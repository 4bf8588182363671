use std::collections::HashSet;

#[derive(Clone, Debug, Default)]
pub struct QueryConfig {
    pub enabled_queries: HashSet<String>,
}

impl QueryConfig {
    /// Create an empty config
    pub fn new() -> Self {
        Self::default()
    }

    /// Enable queries by name
    #[must_use]
    pub fn with_enabled(mut self, queries: &[String]) -> Self {
        self.enabled_queries = queries.iter().cloned().collect();
        self
    }

    /// Check if a query is enabled
    pub fn is_enabled(&self, name: &str) -> bool {
        self.enabled_queries.contains(name)
    }
}

#[cfg(test)]
mod tests {
    use super::*;

    #[test]
    fn test_empty_config_enables_nothing() {
        let config = QueryConfig::new();
        assert!(!config.is_enabled("connections"));
    }

    #[test]
    fn test_with_enabled() {
        let config = QueryConfig::new().with_enabled(&["memory".to_string()]);
        assert!(config.is_enabled("memory"));
        assert!(!config.is_enabled("connections"));
    }
}
pub mod actions;
pub mod telemetry;

mod start;
pub use self::start::start;

pub mod commands;
pub mod dispatch;
//! Column helpers for decoding `tiberius` rows.
//!
//! SQL Server reports NULL for many DMV columns on idle servers, so missing
//! numeric values decode as zero rather than failing the whole query.

use anyhow::{Context, Result};
use chrono::NaiveDateTime;
use tiberius::Row;

pub fn float(row: &Row, column: &str) -> Result<f64> {
    Ok(row
        .try_get::<f64, _>(column)
        .with_context(|| format!("column '{column}' is not a float"))?
        .unwrap_or_default())
}

pub fn bigint(row: &Row, column: &str) -> Result<i64> {
    Ok(row
        .try_get::<i64, _>(column)
        .with_context(|| format!("column '{column}' is not a bigint"))?
        .unwrap_or_default())
}

pub fn text<'a>(row: &'a Row, column: &str) -> Result<Option<&'a str>> {
    row.try_get::<&str, _>(column)
        .with_context(|| format!("column '{column}' is not text"))
}

pub fn binary(row: &Row, column: &str) -> Result<Vec<u8>> {
    Ok(row
        .try_get::<&[u8], _>(column)
        .with_context(|| format!("column '{column}' is not binary"))?
        .map(<[u8]>::to_vec)
        .unwrap_or_default())
}

pub fn datetime(row: &Row, column: &str) -> Result<Option<NaiveDateTime>> {
    row.try_get::<NaiveDateTime, _>(column)
        .with_context(|| format!("column '{column}' is not a datetime"))
}
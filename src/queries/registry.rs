use crate::connection::SqlClient;
use crate::queries::config::QueryConfig;
use crate::queries::{QUERY_NAMES, Query, QueryType, all_factories};
use anyhow::{Result, bail};
use std::sync::Arc;

/// Ordered set of enabled queries.
#[derive(Clone)]
pub struct QueryRegistry {
    queries: Vec<QueryType>,
}

impl QueryRegistry {
    pub fn new(config: &QueryConfig) -> Self {
        let factories = all_factories();

        // Walk QUERY_NAMES rather than the config set so the order is fixed.
        let queries = QUERY_NAMES
            .iter()
            .filter(|name| config.is_enabled(name))
            .filter_map(|name| factories.get(*name).map(|f| f()))
            .collect();

        Self { queries }
    }

    /// Prepare the immutable query list shared by every poll.
    ///
    /// # Errors
    ///
    /// Returns an error when no query is enabled; nothing could be polled.
    pub fn prepare(&self) -> Result<Vec<Arc<dyn Query<SqlClient>>>> {
        if self.queries.is_empty() {
            bail!("no queries enabled; enable at least one with --query.<name>");
        }

        Ok(self
            .queries
            .iter()
            .cloned()
            .map(|q| Arc::new(q) as Arc<dyn Query<SqlClient>>)
            .collect())
    }

    pub fn query_names(&self) -> Vec<&'static str> {
        self.queries.iter().map(Query::<SqlClient>::name).collect()
    }

    pub fn is_empty(&self) -> bool {
        self.queries.is_empty()
    }
}
use crate::config::Settings;
use crate::connection::SqlConnector;
use crate::endpoint::{Endpoint, Target};
use crate::poller::Poller;
use crate::queries::{config::QueryConfig, registry::QueryRegistry};
use crate::scheduler::{PollAction, Scheduler, SchedulerSettings};
use crate::sink::PlatformSink;
use anyhow::Result;
use std::sync::Arc;
use std::time::Duration;
use tokio::sync::{Mutex, mpsc};
use tokio::task::JoinHandle;
use tracing::{debug, error, info, instrument};

pub mod metrics;

pub use metrics::{AgentMetrics, AgentState};

struct Started {
    scheduler: Scheduler,
    error_logger: JoinHandle<()>,
}

/// Owns the configured targets and drives their polling.
pub struct Agent {
    settings: Settings,
    queries: QueryConfig,
    metrics: AgentMetrics,
    started: Mutex<Option<Started>>,
}

impl Agent {
    pub fn new(settings: Settings, queries: QueryConfig) -> Self {
        Self {
            settings,
            queries,
            metrics: AgentMetrics::new(),
            started: Mutex::new(None),
        }
    }

    pub fn metrics(&self) -> &AgentMetrics {
        &self.metrics
    }

    pub fn settings(&self) -> &Settings {
        &self.settings
    }

    /// Prepare the queries and start polling.
    ///
    /// Setup failures are logged and returned; nothing is scheduled in that
    /// case. Calling `start` on a started agent does nothing.
    #[instrument(skip_all, name = "agent.start")]
    pub async fn start(&self) -> Result<()> {
        let mut started = self.started.lock().await;

        if started.is_some() {
            debug!("agent already started");
            return Ok(());
        }

        info!("Service Starting");

        let queries = QueryRegistry::new(&self.queries)
            .prepare()
            .inspect_err(|e| error!("Failed to prepare queries: {e:#}"))?;

        let sink = PlatformSink::new(&self.settings)
            .inspect_err(|e| error!("Failed to create metrics sink: {e:#}"))?;

        let targets = Target::from_settings(&self.settings);
        for target in &targets {
            info!(endpoint = %target.name(), kind = %target.kind(), "Monitoring target");
        }

        let interval = self.settings.poll_interval();

        let poller = Arc::new(Mutex::new(Poller::new(
            targets,
            queries,
            SqlConnector::default(),
            sink,
            interval,
            self.metrics.clone(),
        )));

        let action: PollAction = Arc::new(move || {
            let poller = Arc::clone(&poller);
            Box::pin(async move {
                poller.lock().await.poll().await;
                Ok(())
            })
        });

        let (errors, mut errors_rx) = mpsc::unbounded_channel::<anyhow::Error>();
        let error_logger = tokio::spawn(async move {
            while let Some(e) = errors_rx.recv().await {
                error!("Poll failed: {e:#}");
            }
        });

        let scheduler = Scheduler::new(
            SchedulerSettings {
                name: "poll".to_string(),
                initial_delay: Duration::ZERO,
                interval,
            },
            action,
            errors,
        );
        scheduler.start().await;

        self.metrics.set_running(true);

        *started = Some(Started {
            scheduler,
            error_logger,
        });

        Ok(())
    }

    /// Stop polling, waiting for a poll in progress to finish.
    #[instrument(skip_all, name = "agent.stop")]
    pub async fn stop(&self) {
        let mut started = self.started.lock().await;

        let Some(Started {
            scheduler,
            error_logger,
        }) = started.take()
        else {
            return;
        };

        info!("Service Stopping");

        scheduler.stop(true).await;

        // dropping the scheduler closes the error channel
        drop(scheduler);
        if let Err(e) = error_logger.await {
            error!("error logger failed: {e}");
        }

        self.metrics.set_running(false);
    }

    pub async fn is_started(&self) -> bool {
        self.started.lock().await.is_some()
    }
}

##############################

» Exercise requirements
In the entries above, find each line with "PollAction" and list it.

» Task result
use crate::scheduler::{PollAction, Scheduler, SchedulerSettings};
        let action: PollAction = Arc::new(move || {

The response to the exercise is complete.